No record may be left out; print them all verbatim.
(Beginning of Supplied records)
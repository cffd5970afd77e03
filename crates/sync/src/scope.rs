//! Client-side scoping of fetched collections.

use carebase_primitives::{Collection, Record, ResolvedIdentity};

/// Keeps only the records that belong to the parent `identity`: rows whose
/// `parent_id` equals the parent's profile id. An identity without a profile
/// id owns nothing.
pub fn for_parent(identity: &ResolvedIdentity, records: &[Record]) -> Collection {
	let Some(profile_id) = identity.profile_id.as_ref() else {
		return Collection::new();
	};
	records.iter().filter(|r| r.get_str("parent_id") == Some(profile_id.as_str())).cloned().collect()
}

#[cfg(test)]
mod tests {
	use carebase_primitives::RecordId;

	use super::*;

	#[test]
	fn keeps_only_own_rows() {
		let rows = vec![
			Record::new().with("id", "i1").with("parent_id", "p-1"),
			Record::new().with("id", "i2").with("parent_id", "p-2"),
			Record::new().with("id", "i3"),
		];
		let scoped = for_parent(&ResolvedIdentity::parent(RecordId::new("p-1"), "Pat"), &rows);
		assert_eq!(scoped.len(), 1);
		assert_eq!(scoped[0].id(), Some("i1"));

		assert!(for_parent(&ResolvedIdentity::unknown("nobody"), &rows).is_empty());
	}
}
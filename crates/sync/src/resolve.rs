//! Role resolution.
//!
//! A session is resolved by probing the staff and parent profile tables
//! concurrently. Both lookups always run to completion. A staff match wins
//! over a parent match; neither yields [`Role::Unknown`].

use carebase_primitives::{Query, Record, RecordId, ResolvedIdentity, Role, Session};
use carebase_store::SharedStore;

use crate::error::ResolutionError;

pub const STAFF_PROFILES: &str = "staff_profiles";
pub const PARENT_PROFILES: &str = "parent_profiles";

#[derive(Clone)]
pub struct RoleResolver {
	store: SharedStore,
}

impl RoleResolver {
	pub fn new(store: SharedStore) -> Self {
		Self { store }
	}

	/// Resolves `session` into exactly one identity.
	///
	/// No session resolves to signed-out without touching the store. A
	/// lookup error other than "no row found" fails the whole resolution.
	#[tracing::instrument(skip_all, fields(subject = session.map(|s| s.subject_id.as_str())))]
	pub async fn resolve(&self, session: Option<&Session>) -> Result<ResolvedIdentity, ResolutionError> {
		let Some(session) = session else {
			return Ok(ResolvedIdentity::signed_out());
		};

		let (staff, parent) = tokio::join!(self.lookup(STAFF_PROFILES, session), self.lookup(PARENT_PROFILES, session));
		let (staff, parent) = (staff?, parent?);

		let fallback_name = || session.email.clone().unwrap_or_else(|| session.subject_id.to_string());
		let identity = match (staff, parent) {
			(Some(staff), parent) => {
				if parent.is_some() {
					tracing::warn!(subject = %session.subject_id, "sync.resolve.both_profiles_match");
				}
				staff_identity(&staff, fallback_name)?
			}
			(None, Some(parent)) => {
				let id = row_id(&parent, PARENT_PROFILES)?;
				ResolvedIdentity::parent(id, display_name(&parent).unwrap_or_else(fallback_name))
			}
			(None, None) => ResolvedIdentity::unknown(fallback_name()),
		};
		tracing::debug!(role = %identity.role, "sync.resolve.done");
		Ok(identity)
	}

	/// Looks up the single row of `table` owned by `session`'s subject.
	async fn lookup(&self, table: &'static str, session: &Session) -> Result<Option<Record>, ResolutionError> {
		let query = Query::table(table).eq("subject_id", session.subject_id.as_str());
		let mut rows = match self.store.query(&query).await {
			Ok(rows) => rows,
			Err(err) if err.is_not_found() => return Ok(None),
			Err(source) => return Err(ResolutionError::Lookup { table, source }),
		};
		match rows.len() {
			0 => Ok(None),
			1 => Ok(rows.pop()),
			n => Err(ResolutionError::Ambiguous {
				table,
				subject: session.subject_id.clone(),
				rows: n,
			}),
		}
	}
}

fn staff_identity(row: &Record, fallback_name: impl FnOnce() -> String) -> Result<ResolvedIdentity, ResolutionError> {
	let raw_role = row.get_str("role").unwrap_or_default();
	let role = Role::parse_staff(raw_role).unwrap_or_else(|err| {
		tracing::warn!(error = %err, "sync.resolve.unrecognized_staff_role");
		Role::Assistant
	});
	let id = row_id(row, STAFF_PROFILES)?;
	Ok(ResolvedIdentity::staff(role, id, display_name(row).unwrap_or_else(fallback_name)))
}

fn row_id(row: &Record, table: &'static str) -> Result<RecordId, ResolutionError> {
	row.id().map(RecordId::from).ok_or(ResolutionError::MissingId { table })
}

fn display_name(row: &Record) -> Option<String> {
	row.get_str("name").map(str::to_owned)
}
(End of Supplied records)
## The completed task:
repository cffd5970afd77e03
filename crates/sync/src/scope.rs
//! Client-side scoping of fetched collections.

use carebase_primitives::{Collection, Record, ResolvedIdentity};

/// Keeps only the records that belong to the parent `identity`: rows whose
/// `parent_id` equals the parent's profile id. An identity without a profile
/// id owns nothing.
pub fn for_parent(identity: &ResolvedIdentity, records: &[Record]) -> Collection {
	let Some(profile_id) = identity.profile_id.as_ref() else {
		return Collection::new();
	};
	records.iter().filter(|r| r.get_str("parent_id") == Some(profile_id.as_str())).cloned().collect()
}

#[cfg(test)]
mod tests {
	use carebase_primitives::RecordId;

	use super::*;

	#[test]
	fn keeps_only_own_rows() {
		let rows = vec![
			Record::new().with("id", "i1").with("parent_id", "p-1"),
			Record::new().with("id", "i2").with("parent_id", "p-2"),
			Record::new().with("id", "i3"),
		];
		let scoped = for_parent(&ResolvedIdentity::parent(RecordId::new("p-1"), "Pat"), &rows);
		assert_eq!(scoped.len(), 1);
		assert_eq!(scoped[0].id(), Some("i1"));

		assert!(for_parent(&ResolvedIdentity::unknown("nobody"), &rows).is_empty());
	}
}
filename crates/sync/src/resolve.rs
//! Role resolution.
//!
//! A session is resolved by probing the staff and parent profile tables
//! concurrently. Both lookups always run to completion. A staff match wins
//! over a parent match; neither yields [`Role::Unknown`].

use carebase_primitives::{Query, Record, RecordId, ResolvedIdentity, Role, Session};
use carebase_store::SharedStore;

use crate::error::ResolutionError;

pub const STAFF_PROFILES: &str = "staff_profiles";
pub const PARENT_PROFILES: &str = "parent_profiles";

#[derive(Clone)]
pub struct RoleResolver {
	store: SharedStore,
}

impl RoleResolver {
	pub fn new(store: SharedStore) -> Self {
		Self { store }
	}

	/// Resolves `session` into exactly one identity.
	///
	/// No session resolves to signed-out without touching the store. A
	/// lookup error other than "no row found" fails the whole resolution.
	#[tracing::instrument(skip_all, fields(subject = session.map(|s| s.subject_id.as_str())))]
	pub async fn resolve(&self, session: Option<&Session>) -> Result<ResolvedIdentity, ResolutionError> {
		let Some(session) = session else {
			return Ok(ResolvedIdentity::signed_out());
		};

		let (staff, parent) = tokio::join!(self.lookup(STAFF_PROFILES, session), self.lookup(PARENT_PROFILES, session));
		let (staff, parent) = (staff?, parent?);

		let fallback_name = || session.email.clone().unwrap_or_else(|| session.subject_id.to_string());
		let identity = match (staff, parent) {
			(Some(staff), parent) => {
				if parent.is_some() {
					tracing::warn!(subject = %session.subject_id, "sync.resolve.both_profiles_match");
				}
				staff_identity(&staff, fallback_name)?
			}
			(None, Some(parent)) => {
				let id = row_id(&parent, PARENT_PROFILES)?;
				ResolvedIdentity::parent(id, display_name(&parent).unwrap_or_else(fallback_name))
			}
			(None, None) => ResolvedIdentity::unknown(fallback_name()),
		};
		tracing::debug!(role = %identity.role, "sync.resolve.done");
		Ok(identity)
	}

	/// Looks up the single row of `table` owned by `session`'s subject.
	async fn lookup(&self, table: &'static str, session: &Session) -> Result<Option<Record>, ResolutionError> {
		let query = Query::table(table).eq("subject_id", session.subject_id.as_str());
		let mut rows = match self.store.query(&query).await {
			Ok(rows) => rows,
			Err(err) if err.is_not_found() => return Ok(None),
			Err(source) => return Err(ResolutionError::Lookup { table, source }),
		};
		match rows.len() {
			0 => Ok(None),
			1 => Ok(rows.pop()),
			n => Err(ResolutionError::Ambiguous {
				table,
				subject: session.subject_id.clone(),
				rows: n,
			}),
		}
	}
}

fn staff_identity(row: &Record, fallback_name: impl FnOnce() -> String) -> Result<ResolvedIdentity, ResolutionError> {
	let raw_role = row.get_str("role").unwrap_or_default();
	let role = Role::parse_staff(raw_role).unwrap_or_else(|err| {
		tracing::warn!(error = %err, "sync.resolve.unrecognized_staff_role");
		Role::Assistant
	});
	let id = row_id(row, STAFF_PROFILES)?;
	Ok(ResolvedIdentity::staff(role, id, display_name(row).unwrap_or_else(fallback_name)))
}

fn row_id(row: &Record, table: &'static str) -> Result<RecordId, ResolutionError> {
	row.id().map(RecordId::from).ok_or(ResolutionError::MissingId { table })
}

fn display_name(row: &Record) -> Option<String> {
	row.get_str("name").map(str::to_owned)
}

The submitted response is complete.